When it comes to sleeping aids, valerian is a classical, natural one. Already Hippocrates knew: valerian has a calming effect and supports sleep. It is also possible to use valerian with anxiety states, fears or menopausal symptoms.
Like other natural plants and substances, too, valerian needs time to reach a noticeable and measurable sleep improvement. Attention must be paid to a sufficiently dose and that it has to be taken in a longer timeframe. After two weeks with 400-600 mg of valerian extract per day, the deep sleep phase can be significantly prolonged.
The influence of valerian substances is well substantiated by numerous tests and clinical studies. After subjective assessment, the sleeping quality is enhancing. The effects with persons with a bad sleep is bigger than with persons that characterize themselves “good sleepers”. The advantage over a lot of others sleeping aids is the fact that valerian is neither addictive nor leading to daytime sleepiness. When taking valerian, you will also remember your dreams.
In our brain, different “tiredness-onsets” are working. One of it is the messenger substance GABA (gamma-aminobutyric acid). It is presumed that valerian is interfering with this GABA-circle, amongst others. Valerian substances contain about 150 different components and ingredients. Despite intensive efforts to cut down the effectiveness to single components it was revealed that valerian especially is working as total extract. Single components in concentrated form might even have a contrary effect and act as pick-me-up.
As regards sleep enhancing effects of valerian, several aspects of sleeping behavior get influenced. Here, for example it is having an effect on to the movement tendency – during sleep, the activity of the motor nerve cells gets blocked. This leads to very little movement during sleep, especially during the phases of deep sleep and REM-sleep. So, valerian is inhibiting body activity and introduces sleep. Also, valerian-extracts are hindering the sugar turnover in almost all brain-regions. This is a hint for the dampening effect of valerian.
Valerian – Antidote for Caffeine?
The substance Deoxysaccharosyl-Olivil got isolated from valerian-extracts. This substance is connecting with the “sleeping-receptor” (Adenosine-1-receptor) — like the natural messenger substance Adenosine, valerian is leading to tiredness, too. Caffeine is connecting to the Adenosin-1-receptor, too, but with a contrary effect: you wake up. But, valerian’s Olivil is connecting so strongly to the receptor that the caffeine gets replaced. This is neutralizing the effect of caffeine and the tiredness sinks in. Out of this reason, valerian is a good “antidote” when consuming too much caffeine.
Findings of a clinical study of Zeller-scientists (Zeller AG, plant-based medicines, Switzerland) proved the following: the Alpha-brain-waves — signalizing relaxation — of about 50 test persons flattened after caffeine administration; the Beta-brain-waves — sign for nervousness, amongst others — in turn got more noticeable. After a valerian intake this effect was neutralized.
Hops, Passion Flower, Balm, St. John’s Wort and Lavender
It tastes bitter, to drink valerian in a tea by itself. But in combination with one or more of five other well-tried medicinal herbs it is very tasty: hops, passion flower, balm, St. John’s wort and lavender are the names of the herbs, acting as sleeping aids and provided by nature.

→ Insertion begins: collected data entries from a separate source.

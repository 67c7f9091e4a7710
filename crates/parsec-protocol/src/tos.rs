//! `tos_cmds`: the only commands a device may issue while its terms of
//! service acceptance is missing or outdated.

use std::collections::HashMap;

use serde::{Deserialize, Serialize};

use parsec_types::DateTime;

#[derive(Clone, Debug, PartialEq, Eq, Serialize, Deserialize)]
#[serde(tag = "cmd", rename_all = "snake_case")]
pub enum AnyCmdReq {
    TosGet(tos_get::Req),
    TosAccept(tos_accept::Req),
    #[serde(other)]
    UnknownCommand,
}

crate::impl_wire_format!(AnyCmdReq);

pub mod tos_get {
    use super::*;

    #[derive(Clone, Debug, PartialEq, Eq, Serialize, Deserialize)]
    pub struct Req {}

    #[derive(Clone, Debug, PartialEq, Eq, Serialize, Deserialize)]
    #[serde(tag = "status", rename_all = "snake_case")]
    pub enum Rep {
        Ok {
            updated_on: DateTime,
            /// Locale to URL.
            per_locale_urls: HashMap<String, String>,
        },
        NoTos,
        UnknownCommand,
    }

    crate::impl_wire_format!(Rep);
}

pub mod tos_accept {
    use super::*;

    #[derive(Clone, Debug, PartialEq, Eq, Serialize, Deserialize)]
    pub struct Req {
        /// Must match the organization's current `tos_updated_on`,
        /// proving the client saw the latest terms.
        pub tos_updated_on: DateTime,
    }

    #[derive(Clone, Debug, PartialEq, Eq, Serialize, Deserialize)]
    #[serde(tag = "status", rename_all = "snake_case")]
    pub enum Rep {
        Ok,
        NoTos,
        TosMismatch,
    }

    crate::impl_wire_format!(Rep);
}

#[cfg(test)]
mod tests {
    use super::*;

    #[test]
    fn test_cmd_roundtrip() {
        let req = AnyCmdReq::TosAccept(tos_accept::Req {
            tos_updated_on: DateTime::from_rfc3339("2024-05-01T00:00:00Z").unwrap(),
        });
        let raw = req.dump().unwrap();
        assert_eq!(AnyCmdReq::load(&raw).unwrap(), req);
    }
}
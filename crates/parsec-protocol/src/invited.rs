//! `invited_cmds`: commands issued by a claimer holding an invitation
//! token, before it owns any device.

use serde::{Deserialize, Serialize};

use parsec_types::DateTime;

#[derive(Clone, Debug, PartialEq, Eq, Serialize, Deserialize)]
#[serde(tag = "cmd", rename_all = "snake_case")]
pub enum AnyCmdReq {
    Ping(ping::Req),
    InviteInfo(invite_info::Req),
    InviteClaimerStartGreetingAttempt(invite_claimer_start_greeting_attempt::Req),
    InviteClaimerCancelGreetingAttempt(invite_claimer_cancel_greeting_attempt::Req),
    InviteClaimerStep(invite_claimer_step::Req),
    InviteShamirRecoveryReveal(invite_shamir_recovery_reveal::Req),
    #[serde(other)]
    UnknownCommand,
}

crate::impl_wire_format!(AnyCmdReq);

pub mod ping {
    use super::*;

    #[derive(Clone, Debug, PartialEq, Eq, Serialize, Deserialize)]
    pub struct Req {
        pub ping: String,
    }

    #[derive(Clone, Debug, PartialEq, Eq, Serialize, Deserialize)]
    #[serde(tag = "status", rename_all = "snake_case")]
    pub enum Rep {
        Ok { pong: String },
        UnknownCommand,
    }

    crate::impl_wire_format!(Rep);
}

pub mod invite_info {
    use super::*;
    use crate::invite::InvitationInfo;

    #[derive(Clone, Debug, PartialEq, Eq, Serialize, Deserialize)]
    pub struct Req {}

    #[derive(Clone, Debug, PartialEq, Eq, Serialize, Deserialize)]
    #[serde(tag = "status", rename_all = "snake_case")]
    pub enum Rep {
        Ok(InvitationInfo),
    }

    crate::impl_wire_format!(Rep);
}

pub mod invite_claimer_start_greeting_attempt {
    use super::*;
    use parsec_types::{GreetingAttemptID, UserID};

    #[derive(Clone, Debug, PartialEq, Eq, Serialize, Deserialize)]
    pub struct Req {
        pub greeter: UserID,
    }

    #[derive(Clone, Debug, PartialEq, Eq, Serialize, Deserialize)]
    #[serde(tag = "status", rename_all = "snake_case")]
    pub enum Rep {
        Ok { greeting_attempt: GreetingAttemptID },
        GreeterNotFound,
        GreeterRevoked,
        GreeterNotAllowed,
    }

    crate::impl_wire_format!(Rep);
}

pub mod invite_claimer_cancel_greeting_attempt {
    use super::*;
    use parsec_types::{
        CancelledGreetingAttemptReason, GreeterOrClaimer, GreetingAttemptID,
    };

    #[derive(Clone, Debug, PartialEq, Eq, Serialize, Deserialize)]
    pub struct Req {
        pub greeting_attempt: GreetingAttemptID,
        pub reason: CancelledGreetingAttemptReason,
    }

    #[derive(Clone, Debug, PartialEq, Eq, Serialize, Deserialize)]
    #[serde(tag = "status", rename_all = "snake_case")]
    pub enum Rep {
        Ok,
        GreetingAttemptNotFound,
        GreetingAttemptNotJoined,
        GreetingAttemptAlreadyCancelled {
            origin: GreeterOrClaimer,
            reason: CancelledGreetingAttemptReason,
            timestamp: DateTime,
        },
    }

    crate::impl_wire_format!(Rep);
}

pub mod invite_claimer_step {
    use super::*;
    use crate::invite::{ClaimerStep, GreeterStep};
    use parsec_types::{
        CancelledGreetingAttemptReason, GreeterOrClaimer, GreetingAttemptID,
    };

    #[derive(Clone, Debug, PartialEq, Eq, Serialize, Deserialize)]
    pub struct Req {
        pub greeting_attempt: GreetingAttemptID,
        pub claimer_step: ClaimerStep,
    }

    #[derive(Clone, Debug, PartialEq, Eq, Serialize, Deserialize)]
    #[serde(tag = "status", rename_all = "snake_case")]
    pub enum Rep {
        Ok {
            greeter_step: GreeterStep,
        },
        NotReady,
        StepMismatch,
        StepTooAdvanced,
        GreetingAttemptCancelled {
            origin: GreeterOrClaimer,
            reason: CancelledGreetingAttemptReason,
            timestamp: DateTime,
        },
        GreetingAttemptNotFound,
        GreetingAttemptNotJoined,
    }

    crate::impl_wire_format!(Rep);
}

pub mod invite_shamir_recovery_reveal {
    use super::*;
    use parsec_types::InvitationToken;
    use serde_bytes::ByteBuf;

    #[derive(Clone, Debug, PartialEq, Eq, Serialize, Deserialize)]
    pub struct Req {
        pub reveal_token: InvitationToken,
    }

    #[derive(Clone, Debug, PartialEq, Eq, Serialize, Deserialize)]
    #[serde(tag = "status", rename_all = "snake_case")]
    pub enum Rep {
        Ok { ciphered_data: ByteBuf },
        BadRevealToken,
        BadInvitationType,
    }

    crate::impl_wire_format!(Rep);
}

#[cfg(test)]
mod tests {
    use super::*;

    #[test]
    fn test_cmd_roundtrip() {
        let req = AnyCmdReq::InviteClaimerStartGreetingAttempt(
            invite_claimer_start_greeting_attempt::Req {
                greeter: parsec_types::UserID::generate(),
            },
        );
        let raw = req.dump().unwrap();
        assert_eq!(AnyCmdReq::load(&raw).unwrap(), req);
    }
}
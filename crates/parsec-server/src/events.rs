//! In-process publish/subscribe, keyed by organization.
//!
//! Each organization gets its own broadcast channel so that subscribers of
//! one organization never observe another's traffic and per-organization
//! publish order is preserved. Slow subscribers lag and eventually miss
//! events, which the SSE layer turns into a clean disconnect.

use std::collections::HashMap;
use std::sync::{Arc, Mutex};

use tokio::sync::broadcast;

use parsec_types::{
    DateTime, InvitationStatus, InvitationToken, OrganizationID, SequesterServiceID, UserID,
    VlobID,
};

/// A typed event, delivered to subscribers of one organization.
#[derive(Debug, Clone, PartialEq, Eq)]
pub enum Event {
    /// A certificate touched the common topic.
    CommonCertificate { timestamp: DateTime },
    /// A certificate touched a realm topic.
    RealmCertificate {
        realm_id: VlobID,
        timestamp: DateTime,
    },
    /// A certificate touched the sequester topic.
    SequesterCertificate { timestamp: DateTime },
    /// A certificate touched the Shamir recovery topic; recipients and the
    /// setup author need to refresh.
    ShamirRecoveryCertificate { timestamp: DateTime },
    Pinged {
        ping: String,
    },
    UserRevokedOrFrozen {
        user_id: UserID,
    },
    UserUnfrozen {
        user_id: UserID,
    },
    InvitationChanged {
        token: InvitationToken,
        status: InvitationStatus,
    },
    PkiEnrollment,
    VlobsUpdated {
        realm_id: VlobID,
        checkpoint: u64,
        vlob_id: VlobID,
        version: u64,
    },
    /// A webhook sequester service could not be reached; surfaced for
    /// monitoring, never for clients.
    SequesterWebhookFailed {
        service_id: SequesterServiceID,
    },
}

/// Per-organization event bus.
#[derive(Clone)]
pub struct EventBus {
    capacity: usize,
    channels: Arc<Mutex<HashMap<OrganizationID, broadcast::Sender<Event>>>>,
}

impl EventBus {
    pub fn new(capacity: usize) -> Self {
        Self {
            capacity,
            channels: Arc::new(Mutex::new(HashMap::new())),
        }
    }

    fn channel(&self, organization_id: &OrganizationID) -> broadcast::Sender<Event> {
        let mut channels = match self.channels.lock() {
            Ok(guard) => guard,
            Err(poisoned) => poisoned.into_inner(),
        };
        channels
            .entry(organization_id.clone())
            .or_insert_with(|| broadcast::channel(self.capacity).0)
            .clone()
    }

    /// Emit an event to all subscribers of the organization.
    pub fn emit(&self, organization_id: &OrganizationID, event: Event) {
        tracing::debug!(organization = %organization_id, ?event, "emit");
        // Ignore send errors (no subscribers)
        let _ = self.channel(organization_id).send(event);
    }

    /// Subscribe to one organization's events.
    pub fn subscribe(&self, organization_id: &OrganizationID) -> broadcast::Receiver<Event> {
        self.channel(organization_id).subscribe()
    }
}

#[cfg(test)]
mod tests {
    use super::*;

    fn org(raw: &str) -> OrganizationID {
        raw.parse().unwrap()
    }

    #[tokio::test]
    async fn test_publish_order_per_organization() {
        let bus = EventBus::new(16);
        let org_id = org("CoolOrg");
        let mut rx = bus.subscribe(&org_id);

        for i in 0..3 {
            bus.emit(
                &org_id,
                Event::Pinged {
                    ping: i.to_string(),
                },
            );
        }
        for i in 0..3 {
            assert_eq!(
                rx.recv().await.unwrap(),
                Event::Pinged {
                    ping: i.to_string()
                }
            );
        }
    }

    #[tokio::test]
    async fn test_organizations_are_isolated() {
        let bus = EventBus::new(16);
        let mut rx = bus.subscribe(&org("OrgA"));
        bus.emit(&org("OrgB"), Event::PkiEnrollment);
        bus.emit(&org("OrgA"), Event::Pinged { ping: "hi".into() });
        assert_eq!(rx.recv().await.unwrap(), Event::Pinged { ping: "hi".into() });
    }

    #[tokio::test]
    async fn test_slow_subscriber_lags() {
        let bus = EventBus::new(2);
        let org_id = org("CoolOrg");
        let mut rx = bus.subscribe(&org_id);
        for i in 0..5 {
            bus.emit(
                &org_id,
                Event::Pinged {
                    ping: i.to_string(),
                },
            );
        }
        assert!(matches!(
            rx.recv().await,
            Err(broadcast::error::RecvError::Lagged(_))
        ));
    }
}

Especially in combination with valerian and balm, hops is very good for sleep. Hops is available in tea either cut or powder extract.
Balm, passion flower and lavender contain calming ingredients. All three plants have the biggest effect in combination with valerian.
When fresh, St. John’s wort is looking like a lot of little suns, hanging on a panicle. The yellow blossoms are helping with mild depressions and are indirectly supporting sleep. Sleeping expert Juergen Zulley wrote: “When one is in a better mood, he sleeps better. Via this detour, St. John’s wort counts to herbal remedies for sleep disturbances one at least might try.” Like with valerian, you have to be patient to sense the effect of St. John’s wort: it might take two, three or even four weeks of regular intake to really feel it.